Much Smaller, Still Lethal
Regardless of the staleness of some of the gameplay elements, I cannot say that they don’t work. They absolutely do. It would be oversimplifying it to say Kill Team is simply 40K scaled back. Kill Team does just enough to stand out on its own. The aforementioned new phase helps, as does the new alternating turn sequence. The nifty missions included in the rule book also aid its individuality somewhat. Be it simply trying to wipe out the enemy squad in a cluttered street or to run your models across the enemy board edge to assault the civilians beyond. There’s plenty to do despite the small model count.
As also stated previously, the fact these games are so small means you can play a series of games in no time at all. I’d even go as far as to say that a campaign could be played in a day or weekend. Couple this with the included role-playing elements for your teams and Kill Team makes for an entertaining amalgamation of skirmish combat with role-playing game.
Each faction has different rules and tactics enough for them to feel individual.
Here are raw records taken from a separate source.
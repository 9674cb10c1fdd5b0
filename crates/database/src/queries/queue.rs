use chrono::{DateTime, Local};
use model::{
    queue::QueueEntry,
    station::Station,
    user::User,
    DateTimeRange, WithId,
};
use sqlx::{Executor, Postgres};
use transport_queue::database::{DatabaseError, Result};
use utility::{id::Id, let_also::LetAlso};

use crate::data_model::{queue::QueueEntryRow, with_id, with_ids, DatabaseRow};

use super::convert_error;

pub async fn insert<'c, E>(
    executor: E,
    entry: WithId<QueueEntry>,
) -> Result<WithId<QueueEntry>>
where
    E: Executor<'c, Database = Postgres>,
{
    let row = QueueEntryRow::from_model(entry);
    sqlx::query_as(
        "
        INSERT INTO queue_entries(
            id,
            station_id,
            owner,
            operator_name,
            vehicle_number,
            route,
            destination,
            capacity,
            service_type,
            status,
            position,
            arrival_time,
            loading_start_time,
            loading_end_time,
            departure_time,
            knock_off_time,
            knock_off_reason,
            special_request,
            special_request_time,
            contact_number,
            archived
        )
        VALUES (
            $1, $2, $3, $4, $5, $6, $7, $8, $9, $10, $11,
            $12, $13, $14, $15, $16, $17, $18, $19, $20, $21
        )
        RETURNING *;
        ",
    )
    .bind(row.id)
    .bind(row.station_id)
    .bind(row.owner)
    .bind(row.operator_name)
    .bind(row.vehicle_number)
    .bind(row.route)
    .bind(row.destination)
    .bind(row.capacity)
    .bind(row.service_type)
    .bind(row.status)
    .bind(row.position)
    .bind(row.arrival_time)
    .bind(row.loading_start_time)
    .bind(row.loading_end_time)
    .bind(row.departure_time)
    .bind(row.knock_off_time)
    .bind(row.knock_off_reason)
    .bind(row.special_request)
    .bind(row.special_request_time)
    .bind(row.contact_number)
    .bind(row.archived)
    .fetch_one(executor)
    .await
    .map_err(convert_error)
    .and_then(|row: QueueEntryRow| with_id(row))
}

pub async fn get<'c, E>(executor: E, id: &Id<QueueEntry>) -> Result<WithId<QueueEntry>>
where
    E: Executor<'c, Database = Postgres>,
{
    sqlx::query_as("SELECT * FROM queue_entries WHERE id = $1;")
        .bind(id.raw())
        .fetch_one(executor)
        .await
        .map_err(convert_error)
        .and_then(|row: QueueEntryRow| with_id(row))
}

/// Writes every mutable column. The station and the owner never change.
pub async fn update<'c, E>(executor: E, entry: &WithId<QueueEntry>) -> Result<()>
where
    E: Executor<'c, Database = Postgres>,
{
    let row = QueueEntryRow::from_model(entry.clone());
    let result = sqlx::query(
        "
        UPDATE queue_entries SET
            operator_name = $2,
            vehicle_number = $3,
            route = $4,
            destination = $5,
            capacity = $6,
            service_type = $7,
            status = $8,
            position = $9,
            arrival_time = $10,
            loading_start_time = $11,
            loading_end_time = $12,
            departure_time = $13,
            knock_off_time = $14,
            knock_off_reason = $15,
            special_request = $16,
            special_request_time = $17,
            contact_number = $18,
            archived = $19
        WHERE id = $1;
        ",
    )
    .bind(row.id)
    .bind(row.operator_name)
    .bind(row.vehicle_number)
    .bind(row.route)
    .bind(row.destination)
    .bind(row.capacity)
    .bind(row.service_type)
    .bind(row.status)
    .bind(row.position)
    .bind(row.arrival_time)
    .bind(row.loading_start_time)
    .bind(row.loading_end_time)
    .bind(row.departure_time)
    .bind(row.knock_off_time)
    .bind(row.knock_off_reason)
    .bind(row.special_request)
    .bind(row.special_request_time)
    .bind(row.contact_number)
    .bind(row.archived)
    .execute(executor)
    .await
    .map_err(convert_error)?;
    if result.rows_affected() == 0 {
        return Err(DatabaseError::NotFound);
    }
    Ok(())
}

pub async fn delete<'c, E>(executor: E, id: &Id<QueueEntry>) -> Result<()>
where
    E: Executor<'c, Database = Postgres>,
{
    let result = sqlx::query("DELETE FROM queue_entries WHERE id = $1;")
        .bind(id.raw())
        .execute(executor)
        .await
        .map_err(convert_error)?;
    if result.rows_affected() == 0 {
        return Err(DatabaseError::NotFound);
    }
    Ok(())
}

pub async fn get_by_station<'c, E>(
    executor: E,
    station: &Id<Station>,
) -> Result<Vec<WithId<QueueEntry>>>
where
    E: Executor<'c, Database = Postgres>,
{
    sqlx::query_as(
        "
        SELECT * FROM queue_entries
        WHERE station_id = $1 AND NOT archived
        ORDER BY position ASC NULLS LAST, arrival_time ASC;
        ",
    )
    .bind(station.raw())
    .fetch_all(executor)
    .await
    .map_err(convert_error)?
    .let_owned(|rows: Vec<QueueEntryRow>| with_ids(rows))
}

pub async fn get_by_owner<'c, E>(
    executor: E,
    owner: &Id<User>,
) -> Result<Vec<WithId<QueueEntry>>>
where
    E: Executor<'c, Database = Postgres>,
{
    sqlx::query_as(
        "
        SELECT * FROM queue_entries
        WHERE owner = $1 AND NOT archived
        ORDER BY arrival_time ASC;
        ",
    )
    .bind(owner.raw())
    .fetch_all(executor)
    .await
    .map_err(convert_error)?
    .let_owned(|rows: Vec<QueueEntryRow>| with_ids(rows))
}

/// Entries that arrived, left or were knocked off within the range.
pub async fn get_history<'c, E>(
    executor: E,
    station: &Id<Station>,
    range: &DateTimeRange<Local>,
) -> Result<Vec<WithId<QueueEntry>>>
where
    E: Executor<'c, Database = Postgres>,
{
    sqlx::query_as(
        "
        SELECT * FROM queue_entries
        WHERE
            station_id = $1
            AND arrival_time < $3
            AND (
                arrival_time >= $2
                OR departure_time >= $2
                OR knock_off_time >= $2
            );
        ",
    )
    .bind(station.raw())
    .bind(range.first)
    .bind(range.last)
    .fetch_all(executor)
    .await
    .map_err(convert_error)?
    .let_owned(|rows: Vec<QueueEntryRow>| with_ids(rows))
}

pub async fn archive<'c, E>(executor: E, cutoff: DateTime<Local>) -> Result<u64>
where
    E: Executor<'c, Database = Postgres>,
{
    sqlx::query(
        "
        UPDATE queue_entries SET archived = TRUE
        WHERE
            NOT archived
            AND (
                (status = 'loaded' AND COALESCE(departure_time, loading_end_time) < $1)
                OR (status = 'knocked_off' AND knock_off_time < $1)
            );
        ",
    )
    .bind(cutoff)
    .execute(executor)
    .await
    .map_err(convert_error)
    .map(|result| result.rows_affected())
}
Be it the unstoppable Necrons whom plod relentlessly forward or the Genestealer Cultists who pop up out of nowhere with volleys of autogun fire. There’s likely a faction out there to appease any player or any style of play. The only issue I find here is that some factions are somewhat more restricted than others. For instance Heretic Astartes are limited to Chaos Marines and Cultists; not a single Possessed daemonkin in-sight! It feels like this may have been possible and would have been a nice extra dash of diversity and flexibility. Chances are we’ll see some additions of some applicable fighters in upcoming expansions. But I suppose we’ll have to see.
Ironically Safe Warfare
I’ll also say after playing a fair cluster of Kill Team games that there’s certainly some good balance to the game. The tactics/command points system coming from 40K absolutely helps this, for sure. With the familiar components of movement, psychic, shooting and fighting phases, there’s very few surprises to unearth. I’ll say in my experience the biggest advantage you can get is in numbers. 13 Genestealer Cultists with autoguns will stand a high chance of putting down 5 Plague Marines and 3 Poxwalkers in swift time. This might be my bad luck with the dice, but having those extra shooting attacks certainly seems to make a big difference.
Overall, speaking as a long-term 40K player, Kill Team feels like stepping into your favourite restaurant for a light bite. You know what to order and you know you’re going to enjoy it, you always do. However, I wonder what would happen if we were willing to try straying from the beaten path. Should we be willing to dig a little deeper we may well find the next big thing. Shadespire shows us that this is possible and, perhaps, Kill Team could have been the 40K equivalent. For now, it remains an enjoyable, if somewhat safe option for skirmish warfare.